» **Record extracts**
// crates/pizza-terminal/src/ui.rs

use ratatui::{
    layout::{Constraint, Direction, Layout, Rect},
    style::{Color, Modifier, Style},
    text::{Line, Span},
    widgets::{Block, Borders, Paragraph},
    Frame,
};

use crate::app::App;
use crate::components::{
    help::draw_help,
    json_view::draw_json_view,
    order_form::draw_order_form,
    order_list::draw_order_list,
    status_bar::draw_status_bar,
};

pub fn draw(f: &mut Frame, app: &App) {
    // Main layout
    let chunks = Layout::default()
        .direction(Direction::Vertical)
        .constraints([
            Constraint::Length(3),   // Header
            Constraint::Min(10),     // Main content
            Constraint::Length(3),   // Status bar
        ])
        .split(f.size());

    draw_header(f, chunks[0], app);
    draw_main_content(f, chunks[1], app);
    draw_status_bar(f, chunks[2], app);

    // Draw help overlay if active
    if app.show_help {
        draw_help(f, centered_rect(60, 60, f.size()));
    }
}

fn draw_header(f: &mut Frame, area: Rect, app: &App) {
    let header_chunks = Layout::default()
        .direction(Direction::Horizontal)
        .constraints([
            Constraint::Percentage(50),
            Constraint::Percentage(50),
        ])
        .split(area);

    let title = Paragraph::new(Line::from(vec![
        Span::styled("Pizza Order Desk", Style::default().fg(Color::Cyan).add_modifier(Modifier::BOLD)),
        Span::raw(format!("  pending: {}", app.desk.store().len())),
    ]))
    .block(Block::default().borders(Borders::ALL));
    f.render_widget(title, header_chunks[0]);

    let hints = Paragraph::new("[F1]Help [Tab]Panel [J]JSON")
        .style(Style::default().fg(Color::Gray))
        .block(Block::default().borders(Borders::ALL));
    f.render_widget(hints, header_chunks[1]);
}

fn draw_main_content(f: &mut Frame, area: Rect, app: &App) {
    let chunks = Layout::default()
        .direction(Direction::Horizontal)
        .constraints([
            Constraint::Percentage(40),  // Form
            Constraint::Percentage(60),  // Orders or JSON
        ])
        .split(area);

    draw_order_form(f, chunks[0], app);

    if app.show_json {
        draw_json_view(f, chunks[1], app);
    } else {
        draw_order_list(f, chunks[1], app);
    }
}

fn centered_rect(percent_x: u16, percent_y: u16, r: Rect) -> Rect {
    let popup_layout = Layout::default()
        .direction(Direction::Vertical)
        .constraints([
            Constraint::Percentage((100 - percent_y) / 2),
            Constraint::Percentage(percent_y),
            Constraint::Percentage((100 - percent_y) / 2),
        ])
        .split(r);

    Layout::default()
        .direction(Direction::Horizontal)
        .constraints([
            Constraint::Percentage((100 - percent_x) / 2),
            Constraint::Percentage(percent_x),
            Constraint::Percentage((100 - percent_x) / 2),
        ])
        .split(popup_layout[1])[1]
}
// Copyright 2026 The SlipShark Project
// SPDX-License-Identifier: Apache-2.0

// SSE relay streaming
//
// Responsibilities:
// - Decode chunked upstream bytes as UTF-8 without splitting characters
// - Reassemble SSE messages split across network chunks
// - Extract `data: ` payloads, dropping the [DONE] sentinel
// - Flush an unterminated trailing message when the upstream closes
// - Re-emit content as a flat byte stream, pull-driven

mod decode;
mod frame;
mod relay;
mod types;

pub use decode::Utf8StreamDecoder;
pub use frame::SseFrameParser;
pub use relay::relay_content;
pub use types::{is_forwardable, StreamError, DATA_PREFIX, DONE_SENTINEL, MESSAGE_DELIMITER};
// Copyright 2026 The SlipShark Project
// SPDX-License-Identifier: Apache-2.0

// Upstream research API client
//
// Responsibilities:
// - Build the upstream request body ({query, platform})
// - Attach the server-held credential (X-API-Key)
// - Bound the wait for response headers, never the streaming body
// - Hand back status + a byte stream; interpretation is the relay's job

use async_trait::async_trait;
use axum::http::StatusCode;
use bytes::Bytes;
use futures_util::stream::Stream;
use futures_util::TryStreamExt;
use serde::Serialize;
use std::pin::Pin;
use std::time::Duration;

use crate::config::{SecretString, UpstreamConfig};

/// Header carrying the upstream credential.
pub const API_KEY_HEADER: &str = "X-API-Key";

// ---------------------------------------------------------------------------
// Transport types
// ---------------------------------------------------------------------------

/// Body of one upstream research request.
#[derive(Debug, Clone, PartialEq, Eq, Serialize)]
pub struct ResearchRequest {
    pub query: String,
    pub platform: String,
}

pub type ByteStream = Pin<Box<dyn Stream<Item = Result<Bytes, UpstreamError>> + Send>>;

/// Response headers have arrived; the body has not been read yet.
pub struct UpstreamResponse {
    pub status: StatusCode,
    /// `None` when the upstream produced no readable body.
    pub body: Option<ByteStream>,
}

impl UpstreamResponse {
    /// A response whose body yields `chunks` in order.
    pub fn streaming(status: StatusCode, chunks: Vec<Result<Bytes, UpstreamError>>) -> Self {
        Self {
            status,
            body: Some(Box::pin(futures_util::stream::iter(chunks))),
        }
    }
}

impl std::fmt::Debug for UpstreamResponse {
    fn fmt(&self, f: &mut std::fmt::Formatter<'_>) -> std::fmt::Result {
        f.debug_struct("UpstreamResponse")
            .field("status", &self.status)
            .field("has_body", &self.body.is_some())
            .finish()
    }
}

#[derive(Debug, Clone, PartialEq, Eq, thiserror::Error)]
pub enum UpstreamError {
    #[error("upstream request failed: {0}")]
    Transport(String),

    #[error("upstream request timed out after {0:?}")]
    Timeout(Duration),

    #[error("upstream body read failed: {0}")]
    Body(String),
}

// ---------------------------------------------------------------------------
// Trait: UpstreamClient (dependency injection point)
// ---------------------------------------------------------------------------

/// Opens research streams against the upstream API.
///
/// Implementations must be Send + Sync so they can be shared across request
/// handlers via `Arc`. One call is one upstream attempt; no retries.
#[async_trait]
pub trait UpstreamClient: Send + Sync {
    async fn open(&self, request: ResearchRequest) -> Result<UpstreamResponse, UpstreamError>;
}

// ---------------------------------------------------------------------------
// Reqwest implementation
// ---------------------------------------------------------------------------

pub struct ReqwestUpstreamClient {
    client: reqwest::Client,
    url: String,
    api_key: SecretString,
    timeout: Option<Duration>,
}

impl ReqwestUpstreamClient {
    pub fn new(client: reqwest::Client, config: &UpstreamConfig) -> Self {
        Self {
            client,
            url: config.url.clone(),
            api_key: config.api_key.clone(),
            timeout: config.timeout,
        }
    }

    pub fn url(&self) -> &str {
        &self.url
    }
}

#[async_trait]
impl UpstreamClient for ReqwestUpstreamClient {
    async fn open(&self, request: ResearchRequest) -> Result<UpstreamResponse, UpstreamError> {
        let send = self
            .client
            .post(&self.url)
            .header(API_KEY_HEADER, self.api_key.expose())
            .json(&request)
            .send();

        let resp = match self.timeout {
            Some(limit) => tokio::time::timeout(limit, send)
                .await
                .map_err(|_| UpstreamError::Timeout(limit))?,
            None => send.await,
        }
        .map_err(|e| UpstreamError::Transport(e.to_string()))?;

        let status = resp.status();
        // No-content responses have nothing to read.
        if status == StatusCode::NO_CONTENT {
            return Ok(UpstreamResponse { status, body: None });
        }

        let stream = resp
            .bytes_stream()
            .map_err(|e| UpstreamError::Body(e.to_string()));
        Ok(UpstreamResponse {
            status,
            body: Some(Box::pin(stream)),
        })
    }
}

// ---------------------------------------------------------------------------
// Tests
// ---------------------------------------------------------------------------
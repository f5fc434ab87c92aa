// Copyright 2026 The SlipShark Project
// SPDX-License-Identifier: Apache-2.0

// Waitlist capture
//
// Emails are checked locally, then inserted into a PostgREST-style table
// (`POST {url}/rest/v1/waitlist`). A unique violation means the address is
// already listed and is reported as `Duplicate`, not as a failure.

use async_trait::async_trait;
use regex::Regex;
use serde::Deserialize;
use std::sync::OnceLock;

use crate::config::SecretString;

const WAITLIST_TABLE: &str = "waitlist";
const UNIQUE_VIOLATION: &str = "23505";

fn email_pattern() -> &'static Regex {
    static PATTERN: OnceLock<Regex> = OnceLock::new();
    PATTERN.get_or_init(|| Regex::new(r"^[^\s@]+@[^\s@]+\.[^\s@]+$").expect("email regex is valid"))
}

pub fn is_valid_email(email: &str) -> bool {
    email_pattern().is_match(email)
}

#[derive(Debug, Clone, PartialEq, Eq, thiserror::Error)]
pub enum WaitlistError {
    #[error("invalid email address")]
    InvalidEmail,

    #[error("email is already on the waitlist")]
    Duplicate,

    #[error("waitlist insert rejected with status {status}: {message}")]
    Rejected { status: u16, message: String },

    #[error("waitlist request failed: {0}")]
    Transport(String),
}

impl WaitlistError {
    /// Text shown to the user in place of the waitlist prompt.
    pub fn user_message(&self) -> &'static str {
        match self {
            WaitlistError::InvalidEmail => "Please enter a valid email address.",
            WaitlistError::Duplicate | WaitlistError::Rejected { .. } | WaitlistError::Transport(_) => {
                "This email is already on the waitlist or there was an error. Please try again."
            }
        }
    }
}

/// Somewhere waitlist emails are kept.
#[async_trait]
pub trait WaitlistStore: Send + Sync {
    async fn insert(&self, email: &str) -> Result<(), WaitlistError>;
}

/// Validate, trim and insert.
pub async fn join_waitlist(store: &dyn WaitlistStore, email: &str) -> Result<(), WaitlistError> {
    let email = email.trim();
    if !is_valid_email(email) {
        return Err(WaitlistError::InvalidEmail);
    }
    store.insert(email).await?;
    tracing::info!("waitlist entry added");
    Ok(())
}

// ---------------------------------------------------------------------------
// REST implementation
// ---------------------------------------------------------------------------

#[derive(Debug, Deserialize)]
struct RestErrorBody {
    code: Option<String>,
    message: Option<String>,
}

pub struct RestWaitlist {
    client: reqwest::Client,
    base_url: String,
    anon_key: SecretString,
}

impl RestWaitlist {
    pub fn new(client: reqwest::Client, base_url: impl Into<String>, anon_key: SecretString) -> Self {
        let base_url = base_url.into().trim_end_matches('/').to_string();
        Self {
            client,
            base_url,
            anon_key,
        }
    }

    fn endpoint(&self) -> String {
        format!("{}/rest/v1/{}", self.base_url, WAITLIST_TABLE)
    }
}

#[async_trait]
impl WaitlistStore for RestWaitlist {
    async fn insert(&self, email: &str) -> Result<(), WaitlistError> {
        let resp = self
            .client
            .post(self.endpoint())
            .header("apikey", self.anon_key.expose())
            .bearer_auth(self.anon_key.expose())
            .header("Prefer", "return=minimal")
            .json(&serde_json::json!([{ "email": email }]))
            .send()
            .await
            .map_err(|e| WaitlistError::Transport(e.to_string()))?;

        let status = resp.status();
        if status.is_success() {
            return Ok(());
        }

        let text = resp.text().await.unwrap_or_default();
        let body: Option<RestErrorBody> = serde_json::from_str(&text).ok();
        let code = body.as_ref().and_then(|b| b.code.as_deref());

        if status.as_u16() == 409 || code == Some(UNIQUE_VIOLATION) {
            return Err(WaitlistError::Duplicate);
        }

        let message = body
            .and_then(|b| b.message)
            .unwrap_or_else(|| text.chars().take(200).collect());
        tracing::warn!(status = status.as_u16(), message = %message, "waitlist insert rejected");
        Err(WaitlistError::Rejected {
            status: status.as_u16(),
            message,
        })
    }
}

#[cfg(test)]
mod tests {
    use super::*;
    use wiremock::matchers::{body_json, header, method, path};
    use wiremock::{Mock, MockServer, ResponseTemplate};

    fn waitlist(server: &MockServer) -> RestWaitlist {
        RestWaitlist::new(
            reqwest::Client::new(),
            format!("{}/", server.uri()),
            SecretString::new("anon-key"),
        )
    }

    #[test]
    fn email_validation() {
        assert!(is_valid_email("bettor@example.com"));
        assert!(is_valid_email("a.b+c@sub.example.co"));
        assert!(!is_valid_email("no-at-sign.com"));
        assert!(!is_valid_email("two@@example.com"));
        assert!(!is_valid_email("spaces in@example.com"));
        assert!(!is_valid_email("nodot@example"));
        assert!(!is_valid_email(""));
    }

    #[test]
    fn email_pattern_compiles_once() {
        assert!(std::ptr::eq(email_pattern(), email_pattern()));
    }

    #[tokio::test]
    async fn inserts_with_headers() {
        let server = MockServer::start().await;
        Mock::given(method("POST"))
            .and(path("/rest/v1/waitlist"))
            .and(header("apikey", "anon-key"))
            .and(header("authorization", "Bearer anon-key"))
            .and(body_json(serde_json::json!([{"email": "fan@example.com"}])))
            .respond_with(ResponseTemplate::new(201))
            .expect(1)
            .mount(&server)
            .await;

        join_waitlist(&waitlist(&server), "  fan@example.com ")
            .await
            .unwrap();
    }

    #[tokio::test]
    async fn invalid_email_never_reaches_the_store() {
        let server = MockServer::start().await;
        Mock::given(method("POST"))
            .respond_with(ResponseTemplate::new(201))
            .expect(0)
            .mount(&server)
            .await;

        let err = join_waitlist(&waitlist(&server), "not-an-email").await.unwrap_err();
        assert_eq!(err, WaitlistError::InvalidEmail);
    }

    #[tokio::test]
    async fn unique_violation_is_duplicate() {
        let server = MockServer::start().await;
        Mock::given(method("POST"))
            .respond_with(ResponseTemplate::new(409).set_body_json(serde_json::json!({
                "code": "23505",
                "message": "duplicate key value violates unique constraint"
            })))
            .mount(&server)
            .await;

        let err = join_waitlist(&waitlist(&server), "fan@example.com")
            .await
            .unwrap_err();
        assert_eq!(err, WaitlistError::Duplicate);
    }

    #[tokio::test]
    async fn unique_violation_code_with_other_status_is_duplicate() {
        let server = MockServer::start().await;
        Mock::given(method("POST"))
            .respond_with(
                ResponseTemplate::new(400).set_body_json(serde_json::json!({"code": "23505"})),
            )
            .mount(&server)
            .await;

        let err = join_waitlist(&waitlist(&server), "fan@example.com")
            .await
            .unwrap_err();
        assert_eq!(err, WaitlistError::Duplicate);
    }

    #[tokio::test]
    async fn other_failures_are_rejected_with_message() {
        let server = MockServer::start().await;
        Mock::given(method("POST"))
            .respond_with(ResponseTemplate::new(401).set_body_json(serde_json::json!({
                "code": "PGRST301",
                "message": "JWT expired"
            })))
            .mount(&server)
            .await;

        let err = join_waitlist(&waitlist(&server), "fan@example.com")
            .await
            .unwrap_err();
        assert_eq!(
            err,
            WaitlistError::Rejected {
                status: 401,
                message: "JWT expired".to_string()
            }
        );
        assert!(err.user_message().contains("Please try again"));
    }
}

» **Work order**
Among the lines of the preceding listing, count those that contain the string "Percentage"; state the count and nothing further.

» **Response below**
10